▶ **Assigned task**: Please copy every line from the following entries in which the word "PostScheduler" appears.

--- START ---

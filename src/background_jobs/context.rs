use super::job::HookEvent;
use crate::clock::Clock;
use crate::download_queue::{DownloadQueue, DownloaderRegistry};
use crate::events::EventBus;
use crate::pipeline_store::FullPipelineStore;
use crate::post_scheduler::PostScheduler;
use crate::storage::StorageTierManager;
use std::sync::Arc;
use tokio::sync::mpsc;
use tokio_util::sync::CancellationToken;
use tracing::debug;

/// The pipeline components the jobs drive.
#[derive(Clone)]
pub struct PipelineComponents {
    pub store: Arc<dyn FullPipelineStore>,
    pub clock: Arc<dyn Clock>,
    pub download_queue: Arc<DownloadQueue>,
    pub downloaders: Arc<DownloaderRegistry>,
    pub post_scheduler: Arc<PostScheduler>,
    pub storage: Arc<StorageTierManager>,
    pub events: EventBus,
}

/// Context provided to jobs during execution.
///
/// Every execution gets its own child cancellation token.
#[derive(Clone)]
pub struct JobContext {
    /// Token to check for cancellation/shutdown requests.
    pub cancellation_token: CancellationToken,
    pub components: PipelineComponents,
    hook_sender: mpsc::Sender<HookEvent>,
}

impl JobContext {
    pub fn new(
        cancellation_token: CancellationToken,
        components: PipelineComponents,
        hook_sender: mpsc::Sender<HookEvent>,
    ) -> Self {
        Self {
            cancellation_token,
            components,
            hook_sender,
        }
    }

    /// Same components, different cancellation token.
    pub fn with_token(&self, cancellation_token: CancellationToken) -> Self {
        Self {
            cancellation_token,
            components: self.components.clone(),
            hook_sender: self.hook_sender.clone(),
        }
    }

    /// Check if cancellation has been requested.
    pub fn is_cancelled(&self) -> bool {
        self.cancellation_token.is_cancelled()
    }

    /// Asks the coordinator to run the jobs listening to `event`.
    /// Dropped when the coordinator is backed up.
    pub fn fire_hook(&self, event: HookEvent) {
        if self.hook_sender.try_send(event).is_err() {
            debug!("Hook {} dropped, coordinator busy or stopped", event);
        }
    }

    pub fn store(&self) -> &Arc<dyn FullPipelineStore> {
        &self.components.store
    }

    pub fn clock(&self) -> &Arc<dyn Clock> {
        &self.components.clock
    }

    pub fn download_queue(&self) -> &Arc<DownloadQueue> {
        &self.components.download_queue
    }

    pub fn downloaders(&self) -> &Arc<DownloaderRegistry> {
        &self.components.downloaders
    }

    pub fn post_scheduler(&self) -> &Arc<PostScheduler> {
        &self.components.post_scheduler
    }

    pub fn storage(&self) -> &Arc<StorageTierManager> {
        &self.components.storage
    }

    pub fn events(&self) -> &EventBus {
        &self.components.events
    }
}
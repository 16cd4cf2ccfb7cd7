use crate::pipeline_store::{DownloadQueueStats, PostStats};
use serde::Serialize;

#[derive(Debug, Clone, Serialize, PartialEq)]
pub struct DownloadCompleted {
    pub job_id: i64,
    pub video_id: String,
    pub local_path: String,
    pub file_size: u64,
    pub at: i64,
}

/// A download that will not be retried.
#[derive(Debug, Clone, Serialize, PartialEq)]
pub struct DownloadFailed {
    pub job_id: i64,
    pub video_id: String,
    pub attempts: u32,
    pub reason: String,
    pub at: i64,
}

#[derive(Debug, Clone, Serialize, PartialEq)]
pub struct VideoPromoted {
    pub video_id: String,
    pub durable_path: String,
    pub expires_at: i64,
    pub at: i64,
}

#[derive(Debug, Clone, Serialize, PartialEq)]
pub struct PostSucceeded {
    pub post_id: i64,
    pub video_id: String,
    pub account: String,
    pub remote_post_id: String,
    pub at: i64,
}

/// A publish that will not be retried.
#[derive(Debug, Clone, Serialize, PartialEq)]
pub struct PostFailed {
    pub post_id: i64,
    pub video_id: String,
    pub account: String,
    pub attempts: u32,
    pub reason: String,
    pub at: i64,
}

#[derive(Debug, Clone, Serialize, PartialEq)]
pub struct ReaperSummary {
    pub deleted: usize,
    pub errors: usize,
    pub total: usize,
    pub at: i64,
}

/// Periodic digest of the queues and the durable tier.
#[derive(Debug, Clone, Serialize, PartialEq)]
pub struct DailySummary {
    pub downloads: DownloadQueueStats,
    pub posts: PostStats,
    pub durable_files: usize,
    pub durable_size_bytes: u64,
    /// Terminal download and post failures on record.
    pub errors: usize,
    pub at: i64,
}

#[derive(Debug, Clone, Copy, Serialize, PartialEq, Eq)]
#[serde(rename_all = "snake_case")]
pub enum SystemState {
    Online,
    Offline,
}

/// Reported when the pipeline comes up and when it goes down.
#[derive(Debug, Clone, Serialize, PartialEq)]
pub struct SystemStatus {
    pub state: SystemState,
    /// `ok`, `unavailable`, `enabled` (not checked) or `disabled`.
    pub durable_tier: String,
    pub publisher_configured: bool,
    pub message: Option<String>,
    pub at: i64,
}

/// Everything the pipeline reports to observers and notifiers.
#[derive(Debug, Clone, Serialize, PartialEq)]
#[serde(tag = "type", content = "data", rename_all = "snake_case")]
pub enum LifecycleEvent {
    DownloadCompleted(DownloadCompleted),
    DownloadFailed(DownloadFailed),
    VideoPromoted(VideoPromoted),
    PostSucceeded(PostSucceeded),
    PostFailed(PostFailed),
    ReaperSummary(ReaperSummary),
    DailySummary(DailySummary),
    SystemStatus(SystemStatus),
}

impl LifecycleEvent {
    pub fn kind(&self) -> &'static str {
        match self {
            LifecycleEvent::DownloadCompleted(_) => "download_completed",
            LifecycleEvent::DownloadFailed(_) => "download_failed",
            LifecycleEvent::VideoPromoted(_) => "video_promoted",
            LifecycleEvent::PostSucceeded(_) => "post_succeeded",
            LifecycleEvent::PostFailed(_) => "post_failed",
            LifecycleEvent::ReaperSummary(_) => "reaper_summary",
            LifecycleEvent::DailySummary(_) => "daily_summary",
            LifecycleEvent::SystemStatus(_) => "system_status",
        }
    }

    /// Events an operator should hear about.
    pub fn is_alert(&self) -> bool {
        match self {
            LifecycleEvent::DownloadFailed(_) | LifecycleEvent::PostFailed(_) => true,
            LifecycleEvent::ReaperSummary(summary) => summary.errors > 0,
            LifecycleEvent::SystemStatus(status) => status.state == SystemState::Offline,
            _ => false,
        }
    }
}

--- END ---

▶ **Task output**:
use crate::post_scheduler::PostScheduler;
    pub post_scheduler: Arc<PostScheduler>,
    pub fn post_scheduler(&self) -> &Arc<PostScheduler> {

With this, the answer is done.